Friday, November 2, 2012

Vertigo (1959) Appreciating Obsession

Alfred Hitchcock's more precarious masterpiece has been declared the #1 film of all time by the British Film Institute's Sight and Sound poll this year, so I figured that's a good reason to do a write up about it, but also because I myself consider the film very personal.  There are many people who can appreciate the film's artistic merits, but nothing more. To them it is a bleak film with a protagonist that is hardly likable through his actions later on in the film.  These seemingly despicable characters are hardly what one would expect from a film to come out in 1959 and audiences then were rather cold to it.  So it is today in fact, but due to most people's idea that we are supposed to root for them, or sympathize with their actions.  If it isn't already apparent, Vertigo is a highly personal film, and Hitchcock did not seem afraid to alienate most of his audience through it.  Indeed, for most of the audience, these characters are hardly relatable.  Yet this was not the case for Hitchcock and certainly not for those who fully appreciate it.

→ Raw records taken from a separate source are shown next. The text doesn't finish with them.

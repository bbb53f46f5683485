//! Event shape validation.
//!
//! Runs before any store lookup. Rules are checked in a fixed order and the
//! first failure wins:
//!
//! 1. `call_id` present and non-blank
//! 2. exactly one of `started` / `ended` (only `None` or `""` is absent)
//! 3. the present timestamp parses
//! 4. `from` present and non-blank
//! 5. `to` present and non-blank

use chrono::{DateTime, NaiveDate, NaiveDateTime, Utc};

use crate::{CallEdge, CallEvent, RawCallEvent};

/// ISO 8601 layouts with an explicit offset that RFC 3339 refuses
/// (basic `+hhmm` offsets, minute precision).
const OFFSET_LAYOUTS: &[&str] = &[
    "%Y-%m-%dT%H:%M:%S%.f%z",
    "%Y-%m-%dT%H:%M:%S%.f%:z",
    "%Y-%m-%dT%H:%M%z",
    "%Y-%m-%dT%H:%M%:z",
];

/// Offset-less layouts. Interpreted as UTC.
const NAIVE_LAYOUTS: &[&str] = &[
    "%Y-%m-%dT%H:%M:%S%.f",
    "%Y-%m-%d %H:%M:%S%.f",
    "%Y-%m-%dT%H:%M",
    "%Y-%m-%d %H:%M",
];

/// Why an event was rejected before reaching the decision table.
#[derive(Clone, Debug, PartialEq, Eq)]
pub enum InvalidEvent {
    MissingCallId,
    BothTimestamps,
    NoTimestamp,
    InvalidStarted { value: String },
    InvalidEnded { value: String },
    MissingFrom,
    MissingTo,
}

impl std::fmt::Display for InvalidEvent {
    fn fmt(&self, f: &mut std::fmt::Formatter<'_>) -> std::fmt::Result {
        match self {
            InvalidEvent::MissingCallId => write!(f, "Invalid event: Missing call_id"),
            InvalidEvent::BothTimestamps => write!(
                f,
                "Invalid event: Cannot have both started and ended timestamps"
            ),
            InvalidEvent::NoTimestamp => write!(
                f,
                "Invalid event: Must have either started or ended timestamp"
            ),
            InvalidEvent::InvalidStarted { value } => write!(
                f,
                "Invalid event: Invalid started timestamp format '{value}'"
            ),
            InvalidEvent::InvalidEnded { value } => {
                write!(f, "Invalid event: Invalid ended timestamp format '{value}'")
            }
            InvalidEvent::MissingFrom => write!(f, "Invalid event: Missing from number"),
            InvalidEvent::MissingTo => write!(f, "Invalid event: Missing to number"),
        }
    }
}

impl std::error::Error for InvalidEvent {}

/// Validate a provider event. Pure; no side effects.
///
/// Identifiers are kept verbatim; blank (whitespace-only) identifiers count
/// as absent. A whitespace-only timestamp is present and fails to parse.
pub fn validate_event(raw: &RawCallEvent) -> Result<CallEvent, InvalidEvent> {
    let external_id = non_blank(&raw.call_id).ok_or(InvalidEvent::MissingCallId)?;

    let edge = match (non_empty(&raw.started), non_empty(&raw.ended)) {
        (Some(_), Some(_)) => return Err(InvalidEvent::BothTimestamps),
        (None, None) => return Err(InvalidEvent::NoTimestamp),
        (Some(s), None) => CallEdge::Started(parse_timestamp(s).ok_or_else(|| {
            InvalidEvent::InvalidStarted {
                value: s.to_string(),
            }
        })?),
        (None, Some(e)) => CallEdge::Ended(parse_timestamp(e).ok_or_else(|| {
            InvalidEvent::InvalidEnded {
                value: e.to_string(),
            }
        })?),
    };

    let from = non_blank(&raw.from).ok_or(InvalidEvent::MissingFrom)?;
    let to = non_blank(&raw.to).ok_or(InvalidEvent::MissingTo)?;

    Ok(CallEvent {
        external_id: external_id.to_string(),
        from: from.to_string(),
        to: to.to_string(),
        edge,
    })
}

/// Parse a provider timestamp into UTC.
///
/// RFC 3339 and ISO 8601 offsets are normalised to UTC. Offset-less
/// date-times, `Z`-suffixed minute-precision times and bare dates (midnight)
/// are taken as UTC. Returns `None` for anything else.
pub fn parse_timestamp(raw: &str) -> Option<DateTime<Utc>> {
    let s = raw.trim();
    if let Ok(dt) = DateTime::parse_from_rfc3339(s) {
        return Some(dt.with_timezone(&Utc));
    }
    if let Some(dt) = OFFSET_LAYOUTS
        .iter()
        .find_map(|layout| DateTime::parse_from_str(s, layout).ok())
    {
        return Some(dt.with_timezone(&Utc));
    }

    let naive = s.strip_suffix(|c: char| c == 'Z' || c == 'z').unwrap_or(s);
    if let Some(dt) = NAIVE_LAYOUTS
        .iter()
        .find_map(|layout| NaiveDateTime::parse_from_str(naive, layout).ok())
    {
        return Some(dt.and_utc());
    }
    NaiveDate::parse_from_str(naive, "%Y-%m-%d")
        .ok()
        .and_then(|d| d.and_hms_opt(0, 0, 0))
        .map(|dt| dt.and_utc())
}

fn non_blank(v: &Option<String>) -> Option<&str> {
    v.as_deref().filter(|s| !s.trim().is_empty())
}

fn non_empty(v: &Option<String>) -> Option<&str> {
    v.as_deref().filter(|s| !s.is_empty())
}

I myself am one of those who very much appreciate the film, for reasons I'll get into later.  Vertigo's story is one that can be traced back to Gothic roots, whose tales were characterized by Dopplegangers and unattainable love that culminated in death.  James Stewart's character is tormented by double images of the woman he loved, so there is a certain connection.  Also, that premise is simple enough, yet passing the halfway point is usually when the film loses people's sympathy for the character of Scotty.  After his trauma from the death of Madeline causes him to fully reject the affection of Midge, Scotty descends into an obsessive realm that is peppered with images connected to the deceased woman.  A protagonist obsessed with images rarely ever turns out well in the end.  Just look at the character of Humbert Humbert in Lolita (1962), played superbly by James Mason.  He is consumed with the image of the young Lolita but only the image, to him, nothing else matters.  He cannot accept the wilted flower that she becomes later in the film, yet he could do nothing to preserve her as such.  

The same goes for Scotty, he pines for Madeline in the same way, only he goes a step further, forcing her image onto Judy.  Now, when I said earlier that I am able to appreciate the film more than most, I'm not talking on a cinematic level, as in editing, cinematography, etc.  I am referring to the fact that I sympathize with Scotty's plight, not his actions.  It is entirely human to become obsessed, for some more than others it has occurred a few times.  It would be folly to say that it had never happened to me.  Because of those experiences I feel a very uneasy kinship with Scotty when he passes a woman who reminds him exactly of Madeline and he can't help but stare.  Here Hitchcock is reaching into a niche part of the audience, but also into a part of himself that was very much evident from his career.  In fact, there has been made a recent TV movie that capitalizes on his most sensationalized muse.  However, for everyone who has come out of these obsessions, they know that it is something destructive, the obsession exists solely out of the desire for the unattainable.  Yet, there is still that nagging feeling of "what if" that lurks beneath, the feeling of wanting that person or image as their own.  Hitchcock certainly has that feeling, being the quite jealous man that he was.  It is known that he was heartbroken when Ingrid Bergman quit starring in his films to marry the Italian director, Roberto Rosselini.  No longer would he be able to capture her image on the celluloid of his mastery.  As Scotty reconstructs Madeline through Judy, there is the sick sense of fulfillment, that reaches its climax when they kiss and Bernard Herrmann's music reaches a Liebestodian peak.

Hitchcock is wise enough, however, to reveal what actually happens to an image of obsession.  It is lost, again.  Not everyone has had the same experience of being consumed with a person and this is why some people are repulsed by the film and Scotty's treatment of Judy/Madeline.  They don't understand how someone could come to do this sort of thing.  Now I'm not saying that if you haven't had a similar experience, you won't enjoy Vertigo, on the contrary, there is much to enjoy from it from the gorgeous look of it, to the intricate plot.  However, to grasp the full director's intent and purpose, I believe that you must have had to experience your own personal "Vertigo".    

1 comment:

  1. This is a great analysis. I think you really nailed it. If you're expecting Scotty to be the hero of the film, then of course you're going to be disappointed. I think that's the reason why audiences didn't warm up to it at first. Especially when the beloved Jimmy Stewart is in the lead role. I mean, who wants to see George Bailey spiral into obsession and madness? (Look at the last shot of the film above, and then think about the shot of George Bailey on the bridge looking into the water before Clarence jumps in. See a connection?) Personally I have always enjoyed the film. Yes, it's challenging and definitely not comforting, but it's the dramatic tension that draws me in, which combined with the music, cinematography, etc. is very enjoyable. I love it. Greatest film of all time? Well, it certainly gives Citizen Kane a run for its money.